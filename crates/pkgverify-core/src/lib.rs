//! pkgverify core library
//!
//! Verifies that a batch of student repositories follow a minimal Python
//! packaging contract and publishes one pass/fail badge per repository.
//!
//! For every repository the [`pipeline::VerifyPipeline`] fetches a snapshot
//! ([`fetch`]), provisions a throwaway install environment
//! (`pkgverify_env`), runs the fixed checklist ([`runner`]), folds the
//! outcomes into a verdict ([`aggregate`]) and writes a badge ([`badges`]).
//! After the last repository it writes the results document and, optionally,
//! a rendered report ([`reporting`]).

pub mod aggregate;
pub mod badges;
pub mod config;
pub mod domain;
pub mod fakes;
pub mod fetch;
pub mod pipeline;
pub mod reporting;
pub mod repo_list;
pub mod runner;
pub mod telemetry;
pub mod workspace;

pub use aggregate::{result_set, verdict_from_outcomes};
pub use badges::{badge_file_name, badge_json_url, shields_badge_url, write_badge};
pub use config::{ArtifactPaths, ReadmePolicy, VerifierConfig};
pub use domain::{
    BadgeDescriptor, BadgePolicy, CheckName, CheckOutcome, FetchError, RepositoryReference,
    RepositoryVerdict, Result, RunResultSet, VerifyError,
};
pub use fetch::{GitFetcher, RepositoryFetcher, Snapshot};
pub use pipeline::{PipelineResult, VerifyPipeline};
pub use reporting::{
    render_html_report, render_markdown_report, write_report, write_results_json, ReportFormat,
    ResultsArtifact,
};
pub use repo_list::{parse_repo_list, read_repo_list};
pub use runner::CheckRunner;
pub use telemetry::init_tracing;
pub use workspace::{release, RepoWorkspace, RunWorkspace};

pub use pkgverify_env::{InstallError, InstallErrorKind, VenvConfig, VenvProvisioner};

[What needs to be done] Search the material for lines holding the word "workspace", then say how many there are and nothing more.

[Solution for this exercise] 2